Alright kids! Buckle in, cuz I’m not stopping the CADvan until I have to pee at some point, usually around Stamford, Connecticut. Oops, sorry – I forgot that this isn’t me piloting Mikuvan on an average trip to New York Maker Faire or Motorama…
This post begins the long journey from the concept sketch model to what will hopefully be the finished design. The primary goal is to show the evolution of the design and my thought processes.
One thing that will be a little slight in these posts is technical content – the hows and whys of selecting a certain component. I already knew much of what I wanted to work with when I began, having built Sadbot as a power system mule before this all started.
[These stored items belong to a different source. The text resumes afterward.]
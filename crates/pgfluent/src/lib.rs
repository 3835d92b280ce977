//! # pgfluent
//!
//! A fluent, chainable query builder and thin execution layer for PostgreSQL.
//!
//! ## Features
//!
//! - **Chainable builder**: WHERE/JOIN/ORDER BY/GROUP BY/options accumulate on the handle
//! - **Safe binding**: every value is a numbered `$n` parameter, sub-queries are renumbered
//! - **Field markers**: `inc()`, `dec()`, `func()`, `not()` and `now()` for insert/update data
//! - **Execution metrics**: row counts, total count, last query, last error, timing trace
//! - **Transactions**: `start_transaction` / `commit` / `rollback` on the same handle
//!
//! ## Example
//!
//! ```ignore
//! use pgfluent::{Database, DbConfig, Operator, TableData, inc};
//!
//! let mut db = Database::connect(DbConfig::new("localhost").dbname("shop")).await?;
//!
//! // SELECT
//! let users = db
//!     .and_where("active", true)
//!     .and_where_op("id", Operator::In, vec![1, 2, 3])
//!     .order_by("id", "DESC")?
//!     .get("users", 10)
//!     .await?;
//!
//! // UPDATE
//! let data = TableData::new().set("login_count", inc(1));
//! db.and_where("login", "user1").update("users", &data).await?;
//! ```
//!
//! Terminal calls always clear the pending builder state, whether they
//! succeeded or not.

#[macro_use]
pub mod builder;

pub mod client;
pub mod config;
pub mod database;
pub mod error;
pub mod ident;
pub mod params;
pub mod row;
pub mod sql;
pub mod trace;
pub mod transaction;
pub mod value;

pub use builder::{
    Direction, FieldValue, JoinTarget, JoinType, Limit, Operand, Operator, PendingQuery,
    QueryOption, SubQuery, TableData, build_create_table, dec, func, inc, interval, not, now, op,
};
pub use client::DbClient;
pub use config::DbConfig;
pub use database::{Database, InsertResult};
pub use error::{OrmError, OrmResult};
pub use ident::Ident;
pub use params::BindParams;
pub use row::ResultRow;
pub use sql::SqlBuf;
pub use trace::{QueryType, TraceEntry};
pub use value::{BindType, Value};
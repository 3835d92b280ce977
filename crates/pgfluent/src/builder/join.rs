use super::subquery::SubQuery;
use crate::error::{OrmError, OrmResult};
use crate::ident;
use crate::sql::SqlBuf;

#[derive(Debug, Clone, Copy, PartialEq, Eq)]
pub enum JoinType {
    /// Plain `JOIN`.
    Default,
    Left,
    Right,
    Inner,
    Full,
    LeftOuter,
    RightOuter,
    FullOuter,
    Cross,
}

impl JoinType {
    /// Parse a join type; input is trimmed and upper-cased, `""` is a plain JOIN.
    pub fn parse(s: &str) -> OrmResult<Self> {
        let normalized = s.split_whitespace().collect::<Vec<_>>().join(" ");
        match normalized.to_ascii_uppercase().as_str() {
            "" => Ok(JoinType::Default),
            "LEFT" => Ok(JoinType::Left),
            "RIGHT" => Ok(JoinType::Right),
            "INNER" => Ok(JoinType::Inner),
            "FULL" => Ok(JoinType::Full),
            "LEFT OUTER" => Ok(JoinType::LeftOuter),
            "RIGHT OUTER" => Ok(JoinType::RightOuter),
            "FULL OUTER" => Ok(JoinType::FullOuter),
            "CROSS" => Ok(JoinType::Cross),
            other => Err(OrmError::invalid_argument(format!(
                "Wrong JOIN type: {other}"
            ))),
        }
    }

    fn keyword(self) -> &'static str {
        match self {
            JoinType::Default => "JOIN",
            JoinType::Left => "LEFT JOIN",
            JoinType::Right => "RIGHT JOIN",
            JoinType::Inner => "INNER JOIN",
            JoinType::Full => "FULL JOIN",
            JoinType::LeftOuter => "LEFT OUTER JOIN",
            JoinType::RightOuter => "RIGHT OUTER JOIN",
            JoinType::FullOuter => "FULL OUTER JOIN",
            JoinType::Cross => "CROSS JOIN",
        }
    }
}

/// What a JOIN attaches: a table reference (`"users u"`) or an aliased sub-query.
#[derive(Debug, Clone, PartialEq)]
pub enum JoinTarget {
    Table(String),
    SubQuery(Box<SubQuery>),
}

impl From<&str> for JoinTarget {
    fn from(s: &str) -> Self {
        JoinTarget::Table(s.to_string())
    }
}

impl From<String> for JoinTarget {
    fn from(s: String) -> Self {
        JoinTarget::Table(s)
    }
}

impl From<SubQuery> for JoinTarget {
    fn from(q: SubQuery) -> Self {
        JoinTarget::SubQuery(Box::new(q))
    }
}

#[derive(Debug, Clone, PartialEq)]
pub(crate) struct JoinSpec {
    pub(crate) join_type: JoinType,
    pub(crate) target: JoinTarget,
    pub(crate) condition: String,
}

pub(crate) fn append_joins(joins: &[JoinSpec], prefix: &str, out: &mut SqlBuf) -> OrmResult<()> {
    for join in joins {
        out.push(" ").push(join.join_type.keyword()).push(" ");
        match &join.target {
            JoinTarget::Table(name) => {
                out.push(&ident::table(prefix, name)?);
            }
            JoinTarget::SubQuery(q) => {
                let alias = q.alias_name().ok_or_else(|| {
                    OrmError::validation("a sub-query JOIN target needs an alias")
                })?;
                let alias = ident::column(alias)?;
                out.push("(");
                out.push_sql(q.build(prefix)?);
                out.push(") ").push(&alias);
            }
        }
        let condition = join.condition.trim();
        if !condition.is_empty() {
            out.push(" ON ").push(condition);
        }
    }
    Ok(())
}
What I’ll do is recap the construction of Sadbot and how many of the power system components were picked after this segment of CAD model posts – there is a lot of interesting science to help advance the state of the sport which I was able to distill. What “engineering” content there will be in this series of posts will be more centered on mechanical engineering and materials, since this IS designing the frame and structure.
We begin with the trailer photo in the previous post, the new OH2 frame besides Sadbot:
Using the information about component placement from the 3D sketch model, I began making individual part files that represented the frame rails. I tend to start with drivetrains and bases first. Not everyone does it this way, but I figure if the robot can’t move, then I’m in bigger trouble.
The choice of frame rail material is massive 1.5″ by 4″ aluminum bar stock. I went for this extraordinarily beefy material since OH2’s frame was, for the most part, also going to double as its armor. The aluminum rails will be hollowed and machined out (“hogged”) where needed to save weight. One upside of using a large starting section area is that even if much of the material is removed, it is still more rigid than a full smaller section.
The thick rails allow the use of offset bolt patterns to increase the fastening rigidity of the joint (compared to, say, 5 bolts in a line) as well as avoiding the postage-stamp effect where the bolt holes become a neatly placed line of perforations. But now it looks like an Icewave knockoff.
All of the frame bolts are 3/8″-16 size.
Modeling in more of the structure, including the cross-rails. The initial spacing of the wheels was determined by the sketch model, which had wheels positioned according to the drive motors. This, as you’ll see, will change a lot.
One of the first things I modeled “for real” was the drive wheel hubs. This uses a retaining ring system similar to Überclocker’s final wheel hub interation, and is designed for the 2″ wide Colson series – 5″ x 2″ in the back, 3″ x 1.5″ (with a spacer) up front.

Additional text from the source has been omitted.